--- Dataset extract Enclosed Below ---
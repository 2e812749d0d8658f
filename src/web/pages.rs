use askama::Template;

use crate::listings::Listing;

#[derive(Template)]
#[template(path = "index.html")]
pub struct IndexPage<'a> {
    pub listings: &'a [Listing],
    pub last_updated: Option<String>,
    pub total_jobs: usize,
}
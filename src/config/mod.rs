//! Configuration handling for the service.
//!
//! Every setting has a default matching the values the scraper has always
//! run with, so `Config::from_env` works with an empty environment. Variables
//! only override those defaults; anything that fails to parse is reported as a
//! `ConfigError` at startup.

use std::env;
use std::error::Error;
use std::fmt::{Display, Formatter};
use std::time::Duration;

use url::Url;

/// Environment variable names.
pub const ENV_BIND_ADDR: &str = "BIND_ADDR";
pub const ENV_SEARCH_URL: &str = "SEARCH_URL";
pub const ENV_REFRESH_INTERVAL_SECS: &str = "REFRESH_INTERVAL_SECS";
pub const ENV_RETRY_COOLDOWN_SECS: &str = "RETRY_COOLDOWN_SECS";
pub const ENV_FETCH_TIMEOUT_SECS: &str = "FETCH_TIMEOUT_SECS";
pub const ENV_LOG_FORMAT: &str = "LOG_FORMAT";

const DEFAULT_BIND_ADDR: &str = "0.0.0.0:5000";
const DEFAULT_SEARCH_URL: &str = "https://uk.indeed.com/jobs?q=visa+sponsorship&l=United+Kingdom";
const DEFAULT_REFRESH_INTERVAL_SECS: u64 = 3600;
const DEFAULT_RETRY_COOLDOWN_SECS: u64 = 300;
const DEFAULT_FETCH_TIMEOUT_SECS: u64 = 10;

/// Output format of the tracing subscriber.
#[derive(Debug, Clone, Copy, PartialEq, Eq)]
pub enum LogFormat {
    Pretty,
    Json,
}

/// Application runtime configuration.
#[derive(Debug, Clone, PartialEq, Eq)]
pub struct Config {
    bind_addr: String,
    search_url: Url,
    refresh_interval: Duration,
    retry_cooldown: Duration,
    fetch_timeout: Duration,
    log_format: LogFormat,
}

impl Config {
    /// Load from environment variables, falling back to the built-in defaults.
    pub fn from_env() -> Result<Self, ConfigError> {
        let bind_addr = env::var(ENV_BIND_ADDR).unwrap_or_else(|_| DEFAULT_BIND_ADDR.to_string());

        let search_url = env::var(ENV_SEARCH_URL).unwrap_or_else(|_| DEFAULT_SEARCH_URL.to_string());
        let search_url = Url::parse(&search_url).map_err(|e| ConfigError::InvalidValue {
            field: ENV_SEARCH_URL,
            reason: e.to_string(),
        })?;

        let log_format = match env::var(ENV_LOG_FORMAT).ok().as_deref() {
            None | Some("pretty") => LogFormat::Pretty,
            Some("json") => LogFormat::Json,
            Some(other) => {
                return Err(ConfigError::InvalidValue {
                    field: ENV_LOG_FORMAT,
                    reason: format!("expected 'pretty' or 'json', got '{}'", other),
                });
            }
        };

        Ok(Self {
            bind_addr,
            search_url,
            refresh_interval: secs_from_env(ENV_REFRESH_INTERVAL_SECS, DEFAULT_REFRESH_INTERVAL_SECS)?,
            retry_cooldown: secs_from_env(ENV_RETRY_COOLDOWN_SECS, DEFAULT_RETRY_COOLDOWN_SECS)?,
            fetch_timeout: secs_from_env(ENV_FETCH_TIMEOUT_SECS, DEFAULT_FETCH_TIMEOUT_SECS)?,
            log_format,
        })
    }

    /// TCP bind address (host:port) for the HTTP server.
    pub fn bind_addr(&self) -> &str {
        &self.bind_addr
    }
    /// Job board search page scraped on every cycle.
    pub fn search_url(&self) -> &Url {
        &self.search_url
    }
    /// Delay between successful refresh cycles.
    pub fn refresh_interval(&self) -> Duration {
        self.refresh_interval
    }
    /// Delay after a cycle that failed unexpectedly.
    pub fn retry_cooldown(&self) -> Duration {
        self.retry_cooldown
    }
    pub fn fetch_timeout(&self) -> Duration {
        self.fetch_timeout
    }
    pub fn log_format(&self) -> LogFormat {
        self.log_format
    }
}

fn secs_from_env(key: &'static str, default: u64) -> Result<Duration, ConfigError> {
    let Ok(raw) = env::var(key) else {
        return Ok(Duration::from_secs(default));
    };
    match raw.trim().parse::<u64>() {
        Ok(0) => Err(ConfigError::InvalidValue {
            field: key,
            reason: "must be greater than zero".to_string(),
        }),
        Ok(secs) => Ok(Duration::from_secs(secs)),
        Err(e) => Err(ConfigError::InvalidValue {
            field: key,
            reason: e.to_string(),
        }),
    }
}

/// Errors that can occur while building a configuration.
#[derive(Debug)]
pub enum ConfigError {
    InvalidValue { field: &'static str, reason: String },
}

impl Display for ConfigError {
    fn fmt(&self, f: &mut Formatter<'_>) -> std::fmt::Result {
        match self {
            ConfigError::InvalidValue { field, reason } => {
                write!(f, "invalid value for '{}': {}", field, reason)
            }
        }
    }
}

impl Error for ConfigError {}

#[cfg(test)]
mod tests {
    use super::*;
    use std::sync::Mutex;

    // Tests touching the process environment must not interleave.
    static ENV_MUTEX: Mutex<()> = Mutex::new(());

    fn clear_env() {
        for key in [
            ENV_BIND_ADDR,
            ENV_SEARCH_URL,
            ENV_REFRESH_INTERVAL_SECS,
            ENV_RETRY_COOLDOWN_SECS,
            ENV_FETCH_TIMEOUT_SECS,
            ENV_LOG_FORMAT,
        ] {
            unsafe {
                env::remove_var(key);
            }
        }
    }

    #[test]
    fn defaults_when_env_missing() {
        let _guard = ENV_MUTEX.lock().unwrap();
        clear_env();
        let cfg = Config::from_env().unwrap();
        assert_eq!(cfg.bind_addr(), DEFAULT_BIND_ADDR);
        assert_eq!(cfg.search_url().as_str(), DEFAULT_SEARCH_URL);
        assert_eq!(cfg.refresh_interval(), Duration::from_secs(3600));
        assert_eq!(cfg.retry_cooldown(), Duration::from_secs(300));
        assert_eq!(cfg.fetch_timeout(), Duration::from_secs(10));
        assert_eq!(cfg.log_format(), LogFormat::Pretty);
    }

    #[test]
    fn overrides_when_env_present() {
        let _guard = ENV_MUTEX.lock().unwrap();
        clear_env();
        unsafe {
            env::set_var(ENV_BIND_ADDR, "127.0.0.1:9000");
            env::set_var(ENV_SEARCH_URL, "http://localhost:8081/jobs?q=test");
            env::set_var(ENV_REFRESH_INTERVAL_SECS, "60");
            env::set_var(ENV_RETRY_COOLDOWN_SECS, "5");
            env::set_var(ENV_FETCH_TIMEOUT_SECS, "2");
            env::set_var(ENV_LOG_FORMAT, "json");
        }
        let cfg = Config::from_env().unwrap();
        clear_env();
        assert_eq!(cfg.bind_addr(), "127.0.0.1:9000");
        assert_eq!(cfg.search_url().as_str(), "http://localhost:8081/jobs?q=test");
        assert_eq!(cfg.refresh_interval(), Duration::from_secs(60));
        assert_eq!(cfg.retry_cooldown(), Duration::from_secs(5));
        assert_eq!(cfg.fetch_timeout(), Duration::from_secs(2));
        assert_eq!(cfg.log_format(), LogFormat::Json);
    }

    #[test]
    fn rejects_invalid_values() {
        let _guard = ENV_MUTEX.lock().unwrap();

        clear_env();
        unsafe {
            env::set_var(ENV_SEARCH_URL, "not a url");
        }
        let err = Config::from_env().unwrap_err();
        assert!(err.to_string().contains(ENV_SEARCH_URL));

        clear_env();
        unsafe {
            env::set_var(ENV_REFRESH_INTERVAL_SECS, "0");
        }
        let err = Config::from_env().unwrap_err();
        assert!(err.to_string().contains("greater than zero"));

        clear_env();
        unsafe {
            env::set_var(ENV_LOG_FORMAT, "xml");
        }
        assert!(Config::from_env().is_err());
        clear_env();
    }
}
pub mod pipeline;
pub mod scheduler;
pub mod source;

pub use pipeline::*;
pub use scheduler::*;
pub use source::*;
--- End of Enclosed Dataset extract ---
§ **Task item**: Among the lines above, find those that contain the word "zero" and copy them.

§ **Expected answer**:
            reason: "must be greater than zero".to_string(),
        assert!(err.to_string().contains("greater than zero"));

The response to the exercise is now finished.